═══ Record extracts

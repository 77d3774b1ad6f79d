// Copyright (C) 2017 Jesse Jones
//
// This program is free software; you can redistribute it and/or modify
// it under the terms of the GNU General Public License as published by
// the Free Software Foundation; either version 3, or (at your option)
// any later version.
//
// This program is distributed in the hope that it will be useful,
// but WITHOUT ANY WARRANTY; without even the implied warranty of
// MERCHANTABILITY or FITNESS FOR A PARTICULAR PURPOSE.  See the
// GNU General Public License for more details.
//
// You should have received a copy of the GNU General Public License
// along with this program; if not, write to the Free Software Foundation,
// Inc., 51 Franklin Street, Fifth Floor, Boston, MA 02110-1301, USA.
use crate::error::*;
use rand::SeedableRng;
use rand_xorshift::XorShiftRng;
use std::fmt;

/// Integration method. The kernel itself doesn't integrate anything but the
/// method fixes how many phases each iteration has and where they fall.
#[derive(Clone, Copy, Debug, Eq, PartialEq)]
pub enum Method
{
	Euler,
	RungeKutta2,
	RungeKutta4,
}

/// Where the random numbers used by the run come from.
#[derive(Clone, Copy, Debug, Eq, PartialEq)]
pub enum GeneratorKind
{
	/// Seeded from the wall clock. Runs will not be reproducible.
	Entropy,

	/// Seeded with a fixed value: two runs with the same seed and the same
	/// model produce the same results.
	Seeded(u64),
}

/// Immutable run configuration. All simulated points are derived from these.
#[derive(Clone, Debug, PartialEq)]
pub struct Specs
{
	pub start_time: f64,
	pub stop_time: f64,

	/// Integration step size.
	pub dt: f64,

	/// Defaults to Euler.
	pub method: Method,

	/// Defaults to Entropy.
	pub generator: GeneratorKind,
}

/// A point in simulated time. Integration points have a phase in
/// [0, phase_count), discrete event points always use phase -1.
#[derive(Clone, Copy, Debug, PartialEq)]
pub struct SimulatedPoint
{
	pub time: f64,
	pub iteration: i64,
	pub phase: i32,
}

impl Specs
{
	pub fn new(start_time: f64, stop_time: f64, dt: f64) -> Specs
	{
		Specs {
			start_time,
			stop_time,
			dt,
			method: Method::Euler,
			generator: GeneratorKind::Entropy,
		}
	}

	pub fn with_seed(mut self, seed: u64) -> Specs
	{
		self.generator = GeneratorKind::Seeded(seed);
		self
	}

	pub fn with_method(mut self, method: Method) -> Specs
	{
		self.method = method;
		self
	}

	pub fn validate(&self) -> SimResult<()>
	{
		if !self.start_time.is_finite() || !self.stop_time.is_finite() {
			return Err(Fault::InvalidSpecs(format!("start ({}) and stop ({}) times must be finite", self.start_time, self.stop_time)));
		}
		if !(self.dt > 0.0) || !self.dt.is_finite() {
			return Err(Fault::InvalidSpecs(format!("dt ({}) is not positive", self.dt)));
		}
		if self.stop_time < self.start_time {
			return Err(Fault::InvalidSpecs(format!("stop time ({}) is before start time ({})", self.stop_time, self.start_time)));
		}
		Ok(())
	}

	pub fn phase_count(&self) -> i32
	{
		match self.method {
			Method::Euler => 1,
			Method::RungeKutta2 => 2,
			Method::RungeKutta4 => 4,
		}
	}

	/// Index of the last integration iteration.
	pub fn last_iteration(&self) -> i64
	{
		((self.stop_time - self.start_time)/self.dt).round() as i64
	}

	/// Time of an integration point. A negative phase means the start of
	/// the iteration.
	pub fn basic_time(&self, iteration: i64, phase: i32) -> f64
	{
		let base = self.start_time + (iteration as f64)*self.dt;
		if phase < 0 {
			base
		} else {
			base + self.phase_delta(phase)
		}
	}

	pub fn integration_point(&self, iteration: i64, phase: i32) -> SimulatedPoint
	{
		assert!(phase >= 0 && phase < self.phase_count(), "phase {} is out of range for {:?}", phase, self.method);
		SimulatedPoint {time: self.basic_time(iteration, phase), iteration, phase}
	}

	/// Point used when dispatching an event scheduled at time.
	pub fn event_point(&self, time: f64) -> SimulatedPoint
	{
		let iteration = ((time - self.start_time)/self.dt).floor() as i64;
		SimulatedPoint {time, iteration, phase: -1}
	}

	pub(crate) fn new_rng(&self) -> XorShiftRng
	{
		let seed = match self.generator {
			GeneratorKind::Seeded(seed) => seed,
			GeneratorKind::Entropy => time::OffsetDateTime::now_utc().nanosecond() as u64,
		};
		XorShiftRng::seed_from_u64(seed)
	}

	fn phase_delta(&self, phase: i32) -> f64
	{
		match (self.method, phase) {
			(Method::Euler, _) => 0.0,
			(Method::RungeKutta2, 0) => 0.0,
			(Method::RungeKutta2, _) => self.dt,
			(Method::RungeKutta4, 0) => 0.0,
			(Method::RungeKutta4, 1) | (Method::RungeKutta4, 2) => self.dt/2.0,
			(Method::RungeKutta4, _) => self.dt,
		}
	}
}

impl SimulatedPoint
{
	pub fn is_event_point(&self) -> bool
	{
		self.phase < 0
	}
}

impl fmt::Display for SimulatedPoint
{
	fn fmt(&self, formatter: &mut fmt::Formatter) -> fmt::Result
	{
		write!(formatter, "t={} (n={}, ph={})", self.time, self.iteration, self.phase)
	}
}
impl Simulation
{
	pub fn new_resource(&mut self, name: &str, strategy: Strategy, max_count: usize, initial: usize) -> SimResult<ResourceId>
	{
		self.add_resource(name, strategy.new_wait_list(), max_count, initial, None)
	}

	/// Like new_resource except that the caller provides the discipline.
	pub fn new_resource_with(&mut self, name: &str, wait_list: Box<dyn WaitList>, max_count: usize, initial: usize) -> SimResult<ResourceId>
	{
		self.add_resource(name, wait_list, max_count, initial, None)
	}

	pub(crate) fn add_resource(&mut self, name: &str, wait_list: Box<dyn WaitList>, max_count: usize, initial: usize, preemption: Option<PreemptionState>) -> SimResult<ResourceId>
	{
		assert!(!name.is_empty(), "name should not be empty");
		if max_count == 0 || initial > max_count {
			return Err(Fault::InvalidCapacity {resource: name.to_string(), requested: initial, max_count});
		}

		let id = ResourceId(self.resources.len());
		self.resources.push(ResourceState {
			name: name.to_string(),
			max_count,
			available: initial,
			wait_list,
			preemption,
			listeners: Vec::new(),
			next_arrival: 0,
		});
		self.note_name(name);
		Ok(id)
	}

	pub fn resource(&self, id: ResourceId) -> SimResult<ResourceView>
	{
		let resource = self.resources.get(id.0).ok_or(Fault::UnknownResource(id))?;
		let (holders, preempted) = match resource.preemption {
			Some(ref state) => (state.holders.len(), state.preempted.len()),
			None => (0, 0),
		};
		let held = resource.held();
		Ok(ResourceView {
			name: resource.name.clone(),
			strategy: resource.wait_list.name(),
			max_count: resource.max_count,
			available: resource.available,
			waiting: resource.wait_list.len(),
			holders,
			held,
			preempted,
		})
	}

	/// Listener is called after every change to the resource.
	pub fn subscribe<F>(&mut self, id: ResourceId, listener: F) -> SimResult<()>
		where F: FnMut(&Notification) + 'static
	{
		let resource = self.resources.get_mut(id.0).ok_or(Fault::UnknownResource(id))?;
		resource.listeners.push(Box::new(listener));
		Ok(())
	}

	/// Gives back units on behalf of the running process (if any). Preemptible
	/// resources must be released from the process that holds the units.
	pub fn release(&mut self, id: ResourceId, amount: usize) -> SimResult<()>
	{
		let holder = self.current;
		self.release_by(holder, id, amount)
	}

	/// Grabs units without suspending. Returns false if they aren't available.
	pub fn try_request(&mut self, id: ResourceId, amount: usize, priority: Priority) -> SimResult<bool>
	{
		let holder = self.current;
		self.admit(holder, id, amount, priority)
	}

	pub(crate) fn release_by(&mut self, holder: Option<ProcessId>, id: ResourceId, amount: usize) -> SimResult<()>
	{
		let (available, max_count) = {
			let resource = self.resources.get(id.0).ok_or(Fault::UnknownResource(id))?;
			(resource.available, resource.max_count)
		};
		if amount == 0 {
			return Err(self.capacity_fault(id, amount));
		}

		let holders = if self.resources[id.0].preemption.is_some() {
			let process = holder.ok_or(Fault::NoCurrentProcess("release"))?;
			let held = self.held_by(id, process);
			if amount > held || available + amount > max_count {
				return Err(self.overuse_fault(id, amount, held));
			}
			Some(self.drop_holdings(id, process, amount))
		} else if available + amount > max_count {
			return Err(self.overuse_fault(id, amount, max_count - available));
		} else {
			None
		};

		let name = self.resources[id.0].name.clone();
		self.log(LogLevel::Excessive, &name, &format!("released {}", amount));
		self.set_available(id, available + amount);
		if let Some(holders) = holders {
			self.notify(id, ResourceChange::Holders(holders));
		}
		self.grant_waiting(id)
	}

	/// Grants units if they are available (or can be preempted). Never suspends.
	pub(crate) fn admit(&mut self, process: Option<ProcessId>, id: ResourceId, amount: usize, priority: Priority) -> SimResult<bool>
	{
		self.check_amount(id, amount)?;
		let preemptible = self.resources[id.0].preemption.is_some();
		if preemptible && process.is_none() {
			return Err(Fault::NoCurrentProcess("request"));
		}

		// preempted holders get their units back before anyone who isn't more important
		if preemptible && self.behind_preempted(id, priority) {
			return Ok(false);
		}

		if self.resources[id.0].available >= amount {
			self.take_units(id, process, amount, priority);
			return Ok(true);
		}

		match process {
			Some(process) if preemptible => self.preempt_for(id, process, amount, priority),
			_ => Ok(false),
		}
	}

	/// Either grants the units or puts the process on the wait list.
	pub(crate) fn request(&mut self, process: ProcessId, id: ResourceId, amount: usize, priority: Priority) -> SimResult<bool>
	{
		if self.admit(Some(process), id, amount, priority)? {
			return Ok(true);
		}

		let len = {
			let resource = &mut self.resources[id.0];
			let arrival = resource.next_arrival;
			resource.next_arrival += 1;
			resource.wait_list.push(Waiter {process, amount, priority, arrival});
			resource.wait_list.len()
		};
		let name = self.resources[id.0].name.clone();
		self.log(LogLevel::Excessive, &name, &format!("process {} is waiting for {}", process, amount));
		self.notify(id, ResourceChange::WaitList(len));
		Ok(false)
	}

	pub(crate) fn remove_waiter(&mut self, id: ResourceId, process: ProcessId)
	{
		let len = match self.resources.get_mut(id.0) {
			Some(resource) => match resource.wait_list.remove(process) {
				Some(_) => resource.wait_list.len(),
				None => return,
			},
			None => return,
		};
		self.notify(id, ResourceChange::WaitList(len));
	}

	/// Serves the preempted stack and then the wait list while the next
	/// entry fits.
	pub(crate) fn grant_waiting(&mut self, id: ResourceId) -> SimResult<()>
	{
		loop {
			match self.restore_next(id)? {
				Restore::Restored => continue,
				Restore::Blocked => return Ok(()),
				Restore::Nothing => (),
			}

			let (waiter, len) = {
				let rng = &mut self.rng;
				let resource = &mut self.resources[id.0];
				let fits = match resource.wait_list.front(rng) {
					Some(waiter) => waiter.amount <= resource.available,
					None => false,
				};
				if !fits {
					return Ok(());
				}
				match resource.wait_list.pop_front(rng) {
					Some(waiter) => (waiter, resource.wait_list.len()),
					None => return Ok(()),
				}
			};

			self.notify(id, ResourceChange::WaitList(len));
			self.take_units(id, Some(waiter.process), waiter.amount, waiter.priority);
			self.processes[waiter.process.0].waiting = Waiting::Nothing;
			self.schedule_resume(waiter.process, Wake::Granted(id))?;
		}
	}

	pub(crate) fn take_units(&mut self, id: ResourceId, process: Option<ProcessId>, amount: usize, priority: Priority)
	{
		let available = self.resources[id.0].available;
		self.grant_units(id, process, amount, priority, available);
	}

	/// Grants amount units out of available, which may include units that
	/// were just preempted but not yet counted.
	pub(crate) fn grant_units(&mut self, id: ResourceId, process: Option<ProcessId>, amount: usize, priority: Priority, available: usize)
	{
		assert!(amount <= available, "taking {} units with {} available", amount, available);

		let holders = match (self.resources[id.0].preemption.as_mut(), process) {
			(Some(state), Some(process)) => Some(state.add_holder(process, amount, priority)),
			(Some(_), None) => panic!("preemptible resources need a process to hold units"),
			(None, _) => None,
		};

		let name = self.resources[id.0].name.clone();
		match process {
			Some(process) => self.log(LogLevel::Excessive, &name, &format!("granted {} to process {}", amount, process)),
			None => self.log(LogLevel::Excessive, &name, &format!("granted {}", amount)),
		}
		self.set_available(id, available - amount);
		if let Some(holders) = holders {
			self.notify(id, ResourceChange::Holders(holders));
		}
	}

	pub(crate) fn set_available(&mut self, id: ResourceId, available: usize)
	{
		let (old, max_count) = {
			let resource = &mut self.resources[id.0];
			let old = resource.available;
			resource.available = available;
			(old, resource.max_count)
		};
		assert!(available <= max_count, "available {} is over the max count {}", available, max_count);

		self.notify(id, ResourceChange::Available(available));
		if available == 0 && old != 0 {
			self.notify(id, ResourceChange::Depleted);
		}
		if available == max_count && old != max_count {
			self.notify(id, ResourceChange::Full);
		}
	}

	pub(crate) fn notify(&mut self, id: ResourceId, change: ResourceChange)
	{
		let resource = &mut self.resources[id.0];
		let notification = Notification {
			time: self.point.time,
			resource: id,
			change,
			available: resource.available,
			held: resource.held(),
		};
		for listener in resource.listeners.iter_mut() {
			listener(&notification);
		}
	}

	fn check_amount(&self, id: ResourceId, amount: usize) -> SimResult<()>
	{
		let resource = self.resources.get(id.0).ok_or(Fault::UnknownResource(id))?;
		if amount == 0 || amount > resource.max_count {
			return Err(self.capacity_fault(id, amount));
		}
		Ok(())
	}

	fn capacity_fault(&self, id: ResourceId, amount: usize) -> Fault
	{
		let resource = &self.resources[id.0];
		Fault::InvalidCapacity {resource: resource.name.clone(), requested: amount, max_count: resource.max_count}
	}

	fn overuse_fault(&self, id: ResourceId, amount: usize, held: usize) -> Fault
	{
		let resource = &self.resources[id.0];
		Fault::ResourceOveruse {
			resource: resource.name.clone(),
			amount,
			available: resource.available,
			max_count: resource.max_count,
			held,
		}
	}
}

══════

[Assignment]
Starting with the first line of the data above, copy each line exactly until you reach the line with "anything but the"; include that line as well.

[Solution for this problem]
repository 77d3774b1ad6f79d
// Copyright (C) 2017 Jesse Jones
//
// This program is free software; you can redistribute it and/or modify
// it under the terms of the GNU General Public License as published by
// the Free Software Foundation; either version 3, or (at your option)
// any later version.
//
// This program is distributed in the hope that it will be useful,
// but WITHOUT ANY WARRANTY; without even the implied warranty of
// MERCHANTABILITY or FITNESS FOR A PARTICULAR PURPOSE.  See the
// GNU General Public License for more details.
//
// You should have received a copy of the GNU General Public License
// along with this program; if not, write to the Free Software Foundation,
// Inc., 51 Franklin Street, Fifth Floor, Boston, MA 02110-1301, USA.
use crate::error::*;
use rand::SeedableRng;
use rand_xorshift::XorShiftRng;
use std::fmt;

/// Integration method. The kernel itself doesn't integrate anything but the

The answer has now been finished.